Some factual Pinnochio statements on the Arlington County Democratic Committee sheet on the housing authority:

It (a housing authority) would not bring any new tools, authority, or funding for affordable housing.”Totally wrong on all three points. An authority under Virginia law can underwrite and issue its own housing bonds at low interest rates (something Arlington cannot do today); it can own land and directly operate rental housing (something Arlington County cannot do today), and it can secure HUD funding and HUD credit guarantees for its housing bonds issued, and automatically obtain Federal tax credits. Obviously, a “housing authority” brings new authority powers as elaborated under longtime Virginia law. There are about 22 Virginia jurisdictions with a housing authority today.

“Arlington is creating and preserving more affordable housing units per 1,000 people than any other county in Northern Virginia
Over the past 13 years, Arlington has lost an average of 1,200 affordable rental units offered by private owners and added only 300 affordable subsidized units, a net loss annually of 900 units annually. Arlington is not creating any affordable units, it is losing nearly 1,000 units a year. Fairfax, Falls Church and every other jurisdiction in Northern Virginia (except for the City of Alexandria) has kept more affordable units than Arlington, and remain more affordable than Arlington. DC is now more affordable than Arlington.

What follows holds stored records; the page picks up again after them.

//! Token and error helpers shared by the Postgres collaborators.

use anyhow::{Context, Result};
use base64ct::{Base64UrlUnpadded, Encoding};
use once_cell::sync::Lazy;
use rand::{RngCore, rngs::OsRng};
use regex::Regex;
use sha2::{Digest, Sha256};

/// Create a new session token for the session cookie.
/// The raw value is only returned to set the cookie; the database stores a hash.
pub(crate) fn generate_session_token() -> Result<String> {
    let mut bytes = [0u8; 32];
    OsRng
        .try_fill_bytes(&mut bytes)
        .context("failed to generate session token")?;
    Ok(Base64UrlUnpadded::encode_string(&bytes))
}

/// Hash a session token so raw values never touch the database.
pub(crate) fn hash_session_token(token: &str) -> Vec<u8> {
    let mut hasher = Sha256::new();
    hasher.update(token.as_bytes());
    hasher.finalize().to_vec()
}

/// Compiled once; `None` only if the pattern itself is broken.
static TENANT_RE: Lazy<Option<Regex>> =
    Lazy::new(|| Regex::new(r"^[A-Za-z0-9_][A-Za-z0-9_.-]*$").ok());

/// Tenant names double as database names, so only a conservative charset is served.
pub(crate) fn valid_tenant_name(tenant: &str) -> bool {
    tenant.len() <= 63
        && TENANT_RE
            .as_ref()
            .is_some_and(|regex| regex.is_match(tenant))
}

pub(crate) fn is_unique_violation(err: &sqlx::Error) -> bool {
    has_sqlstate(err, "23505")
}

/// `invalid_catalog_name`: the tenant database does not exist.
pub(crate) fn is_missing_database(err: &sqlx::Error) -> bool {
    has_sqlstate(err, "3D000")
}

fn has_sqlstate(err: &sqlx::Error, state: &str) -> bool {
    match err {
        sqlx::Error::Database(db_err) => db_err.code().is_some_and(|code| code.as_ref() == state),
        _ => false,
    }
}
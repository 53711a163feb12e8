//! SAML authentication flow core.
//!
//! Everything in here is storage agnostic and talks to the outside world only
//! through the traits in [`registry`].

pub mod assertion;
pub mod flow;
pub mod provider;
pub mod registry;
pub mod relay_state;
pub mod request;

#[cfg(test)]
pub(crate) mod test_support;

pub use assertion::{SignInError, complete_sign_in};
pub use flow::{
    AuthRequestResponse, SignInOutcome, SignInParams, SignInRedirect, get_auth_request,
    list_providers, sign_in,
};
pub use provider::{Provider, ProviderFilter, ProviderId};
pub use registry::{
    BoxFuture, Credentials, Cursor, ModelError, ProviderModel, RegistryError, RegistryHandle,
    SamlAuthError, TenantRegistry, UserModel,
};
pub use relay_state::{Context, DecodeError, RelayState};
pub use request::AuthRequestArtifact;
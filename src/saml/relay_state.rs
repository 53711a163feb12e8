//! Relay state codec.
//!
//! The relay state is a compact JSON object using the short keys understood
//! by the sign-in client:
//!
//! | key | field | required |
//! |-----|-------|----------|
//! | `d` | tenant (database) name | yes |
//! | `p` | provider id | yes |
//! | `c` | request context | no |
//! | `a` | action to open after login | no |
//! | `m` | menu to open after login | no |
//!
//! [`RelayState::encode`] emits the document as unpadded base64url, so the
//! token only contains `[A-Za-z0-9_-]`. [`RelayState::decode`] also accepts the
//! bare JSON document, which is what browser clients post when they build the
//! state themselves. Unknown keys survive a decode/encode cycle.

use base64ct::{Base64UrlUnpadded, Encoding};
use serde::{Deserialize, Serialize};
use serde_json::{Map, Value};
use std::borrow::Cow;
use std::collections::BTreeMap;
use thiserror::Error;

use super::provider::ProviderId;

/// Opaque request context forwarded to the provider and user models.
pub type Context = BTreeMap<String, Value>;

#[derive(Debug, Error)]
pub enum DecodeError {
    #[error("empty relay state")]
    Empty,
    #[error("relay state is not valid base64url")]
    Encoding,
    #[error("relay state is not a valid document: {0}")]
    Malformed(#[from] serde_json::Error),
    #[error("relay state is missing required field `{0}`")]
    MissingField(&'static str),
}

#[derive(Debug, Clone, PartialEq, Serialize)]
pub struct RelayState {
    #[serde(rename = "d")]
    tenant: String,
    #[serde(rename = "p")]
    provider: ProviderId,
    #[serde(rename = "c", skip_serializing_if = "BTreeMap::is_empty")]
    context: Context,
    #[serde(rename = "a", skip_serializing_if = "Option::is_none")]
    action: Option<Value>,
    #[serde(rename = "m", skip_serializing_if = "Option::is_none")]
    menu: Option<Value>,
    #[serde(flatten)]
    extra: Map<String, Value>,
}

/// Decoding view: every field optional so missing keys are reported by name.
#[derive(Deserialize)]
struct WireState {
    #[serde(rename = "d", default)]
    tenant: Option<String>,
    #[serde(rename = "p", default)]
    provider: Option<ProviderId>,
    #[serde(rename = "c", default)]
    context: Option<Context>,
    #[serde(rename = "a", default)]
    action: Option<Value>,
    #[serde(rename = "m", default)]
    menu: Option<Value>,
    #[serde(flatten)]
    extra: Map<String, Value>,
}

impl RelayState {
    #[must_use]
    pub fn new(tenant: impl Into<String>, provider: ProviderId) -> Self {
        Self {
            tenant: tenant.into(),
            provider,
            context: Context::new(),
            action: None,
            menu: None,
            extra: Map::new(),
        }
    }

    #[must_use]
    pub fn with_context(mut self, context: Context) -> Self {
        self.context = context;
        self
    }

    #[must_use]
    pub fn with_action(mut self, action: impl Into<Value>) -> Self {
        self.action = present(action.into());
        self
    }

    #[must_use]
    pub fn with_menu(mut self, menu: impl Into<Value>) -> Self {
        self.menu = present(menu.into());
        self
    }

    #[must_use]
    pub fn tenant(&self) -> &str {
        &self.tenant
    }

    #[must_use]
    pub fn provider(&self) -> ProviderId {
        self.provider
    }

    #[must_use]
    pub fn context(&self) -> &Context {
        &self.context
    }

    /// Action to open after login, when one was requested.
    #[must_use]
    pub fn action(&self) -> Option<String> {
        navigation_target(self.action.as_ref())
    }

    /// Menu to open after login, when one was requested.
    #[must_use]
    pub fn menu(&self) -> Option<String> {
        navigation_target(self.menu.as_ref())
    }

    /// Keys the codec does not know about, kept as received.
    #[must_use]
    pub fn extra(&self) -> &Map<String, Value> {
        &self.extra
    }

    /// Serialize into the opaque token passed to the IdP.
    ///
    /// # Errors
    /// Returns an error if the context holds a value JSON cannot represent.
    pub fn encode(&self) -> Result<String, serde_json::Error> {
        let document = serde_json::to_vec(self)?;
        Ok(Base64UrlUnpadded::encode_string(&document))
    }

    /// Parse a token produced by [`RelayState::encode`] or a bare JSON document.
    ///
    /// # Errors
    /// Returns [`DecodeError`] when the input is not a relay state document or
    /// lacks the tenant or provider.
    pub fn decode(raw: &str) -> Result<Self, DecodeError> {
        let trimmed = raw.trim();
        if trimmed.is_empty() {
            return Err(DecodeError::Empty);
        }

        let document: Cow<'_, [u8]> = if trimmed.starts_with('{') {
            Cow::Borrowed(trimmed.as_bytes())
        } else {
            Cow::Owned(
                Base64UrlUnpadded::decode_vec(trimmed.trim_end_matches('='))
                    .map_err(|_| DecodeError::Encoding)?,
            )
        };

        let wire: WireState = serde_json::from_slice(&document)?;

        let tenant = wire
            .tenant
            .filter(|tenant| !tenant.trim().is_empty())
            .ok_or(DecodeError::MissingField("d"))?;
        let provider = wire.provider.ok_or(DecodeError::MissingField("p"))?;

        Ok(Self {
            tenant,
            provider,
            context: wire.context.unwrap_or_default(),
            action: wire.action,
            menu: wire.menu,
            extra: wire.extra,
        })
    }
}

/// `null` encodes the same as an absent key.
fn present(value: Value) -> Option<Value> {
    (!value.is_null()).then_some(value)
}

/// A navigation target counts only when truthy; `null`, `false`, `0` and
/// empty values mean "not requested".
fn navigation_target(value: Option<&Value>) -> Option<String> {
    match value? {
        Value::Null | Value::Bool(false) => None,
        Value::String(text) if text.is_empty() => None,
        Value::String(text) => Some(text.clone()),
        Value::Number(number) if number.as_f64().is_some_and(|n| n == 0.0) => None,
        Value::Array(items) if items.is_empty() => None,
        Value::Object(fields) if fields.is_empty() => None,
        other => Some(other.to_string()),
    }
}
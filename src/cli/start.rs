use crate::cli::{actions::Action, commands, dispatch, telemetry};
use anyhow::Result;

/// Map verbosity count to tracing level
const fn get_verbosity_level(verbosity: u8) -> Option<tracing::Level> {
    match verbosity {
        0 => None,
        1 => Some(tracing::Level::WARN),
        2 => Some(tracing::Level::INFO),
        3 => Some(tracing::Level::DEBUG),
        _ => Some(tracing::Level::TRACE),
    }
}

/// Parse the command line, initialize telemetry and return the action to run.
///
/// # Errors
///
/// Returns an error if telemetry initialization or action dispatch fails
pub fn start() -> Result<Action> {
    let matches = commands::new().get_matches();

    let verbosity_level = get_verbosity_level(
        matches
            .get_one::<u8>(commands::logging::ARG_VERBOSITY)
            .copied()
            .unwrap_or(0),
    );

    telemetry::init(verbosity_level)?;

    dispatch::handler(&matches)
}
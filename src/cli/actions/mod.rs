pub mod server;

mod run;

#[derive(Debug)]
pub enum Action {
    Server(server::Args),
}

impl Action {
    /// Execute the action.
    /// # Errors
    /// Returns an error if the action fails.
    pub async fn execute(self) -> anyhow::Result<()> {
        run::execute(self).await
    }
}
//! Authentication request builder.

use serde::{Deserialize, Serialize};
use thiserror::Error;
use tracing::{debug, error};

use super::provider::{self, DirectoryError};
use super::registry::{ModelError, RegistryError, TenantRegistry};
use super::relay_state::RelayState;

/// Provider specific request payload, usually the IdP redirect URL.
#[derive(Debug, Clone, PartialEq, Eq, Serialize, Deserialize)]
#[serde(transparent)]
pub struct AuthRequestArtifact(String);

impl AuthRequestArtifact {
    #[must_use]
    pub fn new(value: impl Into<String>) -> Self {
        Self(value.into())
    }

    #[must_use]
    pub fn as_str(&self) -> &str {
        &self.0
    }
}

#[derive(Debug, Error)]
enum BuildError {
    #[error(transparent)]
    Registry(#[from] RegistryError),
    #[error(transparent)]
    Directory(#[from] DirectoryError),
    #[error(transparent)]
    Model(#[from] ModelError),
    #[error(transparent)]
    Storage(#[from] anyhow::Error),
}

/// Build the IdP request for the tenant and provider named by `state`.
///
/// Returns `None` when anything along the way fails; the reason is logged.
pub async fn build_auth_request(
    registry: &dyn TenantRegistry,
    state: &RelayState,
) -> Option<AuthRequestArtifact> {
    match try_build(registry, state).await {
        Ok(artifact) => {
            debug!(
                tenant = %state.tenant(),
                provider = %state.provider(),
                "SAML2: auth request built"
            );
            Some(artifact)
        }
        Err(err) => {
            error!(
                tenant = %state.tenant(),
                provider = %state.provider(),
                error = %err,
                "SAML2: failed to build auth request"
            );
            None
        }
    }
}

async fn try_build(
    registry: &dyn TenantRegistry,
    state: &RelayState,
) -> Result<AuthRequestArtifact, BuildError> {
    let handle = registry.resolve(state.tenant()).await?;
    // read-only: the cursor is dropped without commit
    let mut cursor = handle.cursor().await?;
    let provider = provider::resolve(cursor.as_mut(), state.provider()).await?;
    Ok(provider.build_auth_request(state).await?)
}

The county already allocates more than $20 million annually for affordable housing development. Since 1996, Arlington County has spent $132.6 million for housing.” Arlington County spends about $6 million annually for affordable housing development, under the so-called AHIF (Arlington Housing Investment Fund). It does not spend $20 million annually. With those $6 million, the county adds about 300 subsidized apartments (CAFs) annually at a very high cost per unit. The most recent CAFs added at Arlington Mill cost about $250,000 each (with free public land), more than twice what the Fairfax Housing Authority spends per unit.

What is really important is not how much Arlington County spends, but what its results are: the county actually spends annually of its own funds over $30 million for all types of housing assistance including rent subsidies, low income homeowner tax defferal, etc. But its program is very expensive per person helped and ineffective because it has failed to meet nearly every goal set to preserve rental housing. Its high costs mean that mostly the subsidized units do not serve lower income people, but only those making $60,000 and above. Its program is fractured, ineffective and expensive mainly benefiting the developers and contractors who get the county funding.